Spock would never go to church as it is illogical to do so.
The entire premise of this article lacks logic
Leonard Nimoy is Jewish, so Mr. Spock would go to a synagogue.
William Shatner is Jewish too - so what does that have to do with the price of tea in China?
I dunno... If invoking Spock's name in the headline got you to read an article that you wouldn't have read otherwise... I'd say that was pretty logical.
God whose Holy Spirit is the Allness of Absolute Nothingness can never be measured nor thoughtfully understood by the materially reflective nuances of humanoid indignations...
People are but mere constructs of spatial rifts where matter becomes contrived into being and becoming physical augmentations that wells up in transfixed subjugations of subliminal essences befitting that which was first formed and lastly formalized...
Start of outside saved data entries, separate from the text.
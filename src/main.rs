use actix_web::{web, App, HttpServer};
use actix_web_prom::PrometheusMetricsBuilder;
use std::env;
use std::sync::Arc;
use tracing::{info, warn, Level};
use tracing_subscriber::FmtSubscriber;

use bazar_dispatch_rs::config::Settings;
use bazar_dispatch_rs::context::DispatchContext;
use bazar_dispatch_rs::coordinator::{CoordinatorConfig, DispatchCoordinator};
use bazar_dispatch_rs::courier::pathao::PathaoAdapter;
use bazar_dispatch_rs::courier::registry::CourierRegistry;
use bazar_dispatch_rs::courier::steadfast::SteadfastAdapter;
use bazar_dispatch_rs::store::MemoryOrderStore;

#[actix_web::main]
async fn main() -> std::io::Result<()> {
    let subscriber = FmtSubscriber::builder()
        .with_max_level(Level::INFO)
        .finish();
    tracing::subscriber::set_global_default(subscriber)
        .expect("setting default subscriber failed");

    info!("╔═══════════════════════════════════════════════════════════════╗");
    info!("║              BAZAR DISPATCH RS                                ║");
    info!("║              Order Fulfillment & Courier Dispatch             ║");
    info!("╚═══════════════════════════════════════════════════════════════╝");

    dotenv::dotenv().ok();

    let settings = Settings::new().unwrap_or_else(|e| {
        warn!("Failed to load settings, continuing with defaults: {}", e);
        Settings::default()
    });

    // Register every courier the config enables; a provider without
    // credentials is skipped, not fatal.
    let registry = Arc::new(CourierRegistry::new());
    let couriers = settings.couriers.clone().unwrap_or_default();

    if let Some(steadfast) = couriers.steadfast.as_ref().filter(|c| c.enabled) {
        match SteadfastAdapter::new(Some(steadfast)) {
            Ok(adapter) => registry.register(Arc::new(adapter)),
            Err(e) => warn!("Steadfast not registered: {}", e),
        }
    }
    if let Some(pathao) = couriers.pathao.as_ref().filter(|c| c.enabled) {
        match PathaoAdapter::new(Some(pathao)) {
            Ok(adapter) => registry.register(Arc::new(adapter)),
            Err(e) => warn!("Pathao not registered: {}", e),
        }
    }
    if registry.provider_ids().is_empty() {
        warn!("No courier providers registered; dispatch calls will fail with configuration_missing");
    }

    let dispatch_tuning = settings.dispatch.clone().unwrap_or_default();
    let coordinator_config = CoordinatorConfig {
        max_attempts: dispatch_tuning
            .max_attempts
            .unwrap_or(CoordinatorConfig::default().max_attempts),
        retry_backoff_ms: dispatch_tuning
            .retry_backoff_ms
            .unwrap_or(CoordinatorConfig::default().retry_backoff_ms),
    };

    let store = Arc::new(MemoryOrderStore::new());
    let coordinator = Arc::new(DispatchCoordinator::new(
        store.clone(),
        registry.clone(),
        Some(coordinator_config),
    ));
    let ctx = DispatchContext::with_coordinator(store, registry, coordinator);

    info!("✅ Core components initialized");

    let prometheus = PrometheusMetricsBuilder::new("bazar_dispatch")
        .endpoint("/metrics")
        .build()
        .expect("prometheus middleware");

    let api_port = settings
        .service
        .and_then(|s| s.port)
        .or_else(|| env::var("PORT").ok().and_then(|p| p.parse().ok()))
        .unwrap_or(3004);
    let bind_address = format!("0.0.0.0:{}", api_port);
    info!("🚀 Starting API server on {}", bind_address);

    HttpServer::new(move || {
        let cors = actix_cors::Cors::default()
            .allow_any_origin()
            .allow_any_method()
            .allow_any_header();

        App::new()
            .wrap(cors)
            .wrap(prometheus.clone())
            .app_data(web::Data::new(ctx.clone()))
            .configure(bazar_dispatch_rs::api::config)
    })
    .bind(&bind_address)?
    .run()
    .await
}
Life itself comes from Godliness formalization and not vice versa... In then of the Beginning, all was known and first formed before ever Becoming of the Material Affirmations...
Real eyes
Realize
Real lies
Spock uses logic ergo he's probably not waste his time idling in churches in futile exaltation.
Spock would not waste his time with superstltious nonsense like Christianity. ancient books written by ancient imbeciles without an inkling of understanding of how the natural world works.
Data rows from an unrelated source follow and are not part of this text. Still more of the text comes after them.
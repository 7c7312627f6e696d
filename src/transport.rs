//! WebSocket transport: URL construction, TLS selection, the receive loop,
//! and the exponential-backoff reconnect supervisor.

use std::sync::atomic::{AtomicU64, Ordering};
use std::sync::Arc;
use std::time::Duration;

use base64::Engine;
use futures::{SinkExt, StreamExt};
use parking_lot::RwLock;
use tokio::net::TcpStream;
use tokio::sync::Mutex as AsyncMutex;
use tokio_tungstenite::tungstenite::Message as WsMessage;
use tokio_tungstenite::{
    connect_async_tls_with_config, native_tls, Connector, MaybeTlsStream, WebSocketStream,
};
use tracing::{debug, error, info, warn};
use url::Url;

use crate::error::{HiveError, Result};

const INITIAL_RETRY: Duration = Duration::from_secs(5);
const MAX_RETRY: Duration = Duration::from_secs(60);

#[derive(Debug, Clone, Copy, PartialEq, Eq)]
pub enum TransportState {
    Disconnected,
    Connecting,
    Open,
    Handshaking,
    Ready,
    Reconnecting,
    Closed,
}

/// Observer invoked by the reader task for every inbound frame and lifecycle
/// transition. Implemented by the dispatcher; kept as a trait here so the
/// transport doesn't depend on the dispatcher's types.
pub trait FrameSink: Send + Sync + 'static {
    fn on_frame(&self, data: Vec<u8>, binary: bool);
    fn on_open(&self) {}
    fn on_close(&self) {}
    fn on_error(&self, _err: &HiveError) {}
    fn on_reconnecting(&self, _delay: Duration) {}
}

#[derive(Debug, Clone)]
pub struct TransportConfig {
    pub host: String,
    pub port: u16,
    pub use_tls: bool,
    pub useragent: String,
    pub access_key: String,
    pub allow_self_signed: bool,
}

impl TransportConfig {
    /// `ws[s]://<host>:<port>?authorization=base64(useragent:access_key)`.
    pub fn build_url(&self) -> Result<Url> {
        let scheme = if self.use_tls { "wss" } else { "ws" };
        let token = base64::engine::general_purpose::STANDARD
            .encode(format!("{}:{}", self.useragent, self.access_key));
        let raw = format!("{scheme}://{}:{}?authorization={token}", self.host, self.port);
        Url::parse(&raw).map_err(|e| HiveError::InvalidUrl(e.to_string()))
    }
}

type WsStream = WebSocketStream<MaybeTlsStream<TcpStream>>;
type WsSink = futures::stream::SplitSink<WsStream, WsMessage>;

/// A single WebSocket connection plus the reconnect supervisor that
/// replaces it on failure.
pub struct Transport {
    config: TransportConfig,
    state: Arc<RwLock<TransportState>>,
    sink: Arc<AsyncMutex<Option<WsSink>>>,
    retry_delay: AtomicU64,
    started: std::sync::atomic::AtomicBool,
}

impl Transport {
    pub fn new(config: TransportConfig) -> Self {
        Self {
            config,
            state: Arc::new(RwLock::new(TransportState::Disconnected)),
            sink: Arc::new(AsyncMutex::new(None)),
            retry_delay: AtomicU64::new(INITIAL_RETRY.as_secs()),
            started: std::sync::atomic::AtomicBool::new(false),
        }
    }

    pub fn state(&self) -> TransportState {
        *self.state.read()
    }

    fn set_state(&self, new_state: TransportState) {
        *self.state.write() = new_state;
    }

    /// Opens the connection and spawns the reader/reconnect loop. Returns
    /// once the first connection attempt has been dispatched; callers learn
    /// of `open`/`ready` through the `FrameSink`.
    pub async fn start(self: &Arc<Self>, sink: Arc<dyn FrameSink>) -> Result<()> {
        self.started.store(true, Ordering::SeqCst);
        let this = Arc::clone(self);
        tokio::spawn(async move { this.run_forever(sink).await });
        Ok(())
    }

    async fn run_forever(self: Arc<Self>, sink: Arc<dyn FrameSink>) {
        loop {
            self.set_state(TransportState::Connecting);
            match self.connect_once().await {
                Ok(stream) => {
                    self.retry_delay.store(INITIAL_RETRY.as_secs(), Ordering::SeqCst);
                    self.set_state(TransportState::Open);
                    sink.on_open();
                    self.read_loop(stream, &sink).await;
                }
                Err(e) => {
                    error!(error = %e, "websocket connect failed");
                    sink.on_error(&e);
                }
            }

            if self.state() == TransportState::Closed {
                return;
            }

            let delay = Duration::from_secs(self.retry_delay.load(Ordering::SeqCst));
            self.set_state(TransportState::Reconnecting);
            sink.on_reconnecting(delay);
            info!(delay_secs = delay.as_secs(), "reconnecting");
            tokio::time::sleep(delay).await;

            let next = (self.retry_delay.load(Ordering::SeqCst) * 2).min(MAX_RETRY.as_secs());
            self.retry_delay.store(next, Ordering::SeqCst);
        }
    }

    async fn connect_once(&self) -> Result<WsStream> {
        let url = self.config.build_url()?;
        let connector = if self.config.allow_self_signed {
            let tls = native_tls::TlsConnector::builder()
                .danger_accept_invalid_certs(true)
                .build()
                .map_err(|e| HiveError::InvalidUrl(e.to_string()))?;
            Some(Connector::NativeTls(tls))
        } else {
            None
        };

        let (stream, response) =
            connect_async_tls_with_config(url.as_str(), None, false, connector).await?;
        debug!(status = %response.status(), "websocket handshake complete");
        Ok(stream)
    }

    async fn read_loop(&self, stream: WsStream, sink: &Arc<dyn FrameSink>) {
        let (write, mut read) = stream.split();
        *self.sink.lock().await = Some(write);
        self.set_state(TransportState::Handshaking);

        while let Some(msg) = read.next().await {
            match msg {
                Ok(WsMessage::Text(text)) => sink.on_frame(text.into_bytes(), false),
                Ok(WsMessage::Binary(data)) => sink.on_frame(data, true),
                Ok(WsMessage::Ping(_)) | Ok(WsMessage::Pong(_)) => {}
                Ok(WsMessage::Close(_)) => {
                    warn!("peer closed websocket");
                    break;
                }
                Ok(WsMessage::Frame(_)) => {}
                Err(e) => {
                    error!(error = %e, "websocket read error");
                    sink.on_error(&HiveError::from(e));
                    break;
                }
            }
        }

        *self.sink.lock().await = None;
        if self.state() != TransportState::Closed {
            self.set_state(TransportState::Disconnected);
        }
        sink.on_close();
    }

    /// Mark the connection `ready` once the handshake (first `HELLO`) has
    /// completed.
    pub fn mark_ready(&self) {
        self.set_state(TransportState::Ready);
    }

    pub async fn send(&self, data: Vec<u8>, binary: bool) -> Result<()> {
        if !self.started.load(Ordering::SeqCst) {
            return Err(HiveError::NotStarted);
        }
        let mut guard = self.sink.lock().await;
        let Some(sink) = guard.as_mut() else {
            return Err(HiveError::TransportClosed("no active connection".into()));
        };
        let message = if binary { WsMessage::Binary(data) } else { WsMessage::Text(String::from_utf8_lossy(&data).into_owned()) };
        sink.send(message).await?;
        Ok(())
    }

    pub async fn close(&self) {
        self.set_state(TransportState::Closed);
        if let Some(mut sink) = self.sink.lock().await.take() {
            let _ = sink.send(WsMessage::Close(None)).await;
            let _ = sink.close().await;
        }
    }
}

#[cfg(test)]
mod tests {
    use super::*;

    #[test]
    fn build_url_encodes_authorization() {
        let config = TransportConfig {
            host: "hive.example.com".into(),
            port: 5678,
            use_tls: true,
            useragent: "test-client".into(),
            access_key: "secret".into(),
            allow_self_signed: false,
        };
        let url = config.build_url().unwrap();
        assert_eq!(url.scheme(), "wss");
        assert_eq!(url.host_str(), Some("hive.example.com"));
        assert_eq!(url.port(), Some(5678));
        let token = base64::engine::general_purpose::STANDARD.encode("test-client:secret");
        assert!(url.query().unwrap().contains(&token));
    }

    #[test]
    fn plain_scheme_when_tls_disabled() {
        let config = TransportConfig {
            host: "localhost".into(),
            port: 1,
            use_tls: false,
            useragent: "a".into(),
            access_key: "b".into(),
            allow_self_signed: false,
        };
        assert_eq!(config.build_url().unwrap().scheme(), "ws");
    }
}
They cowerd in fear from the giants in the clouds wielding lightning, and sacrificed animals and people to appease them.
Both 'Spock' and Jesus were born and lived jewish lives, If either one of them went to an evangelical revival they'd be befuddled too.
And.. BOOM! A page of comments gone, just like that.
Yikes!... and just as I was replying to something too. **Sigh** It's hardly worth the effort these days...
Abuse of process is illogical, and so the fools do it to excess with the help of the badly chosen editors. Good times.
Yes. Good times. I am giddy with disgust. Underwhelmed by all the ridiculous nonsense. I may faint.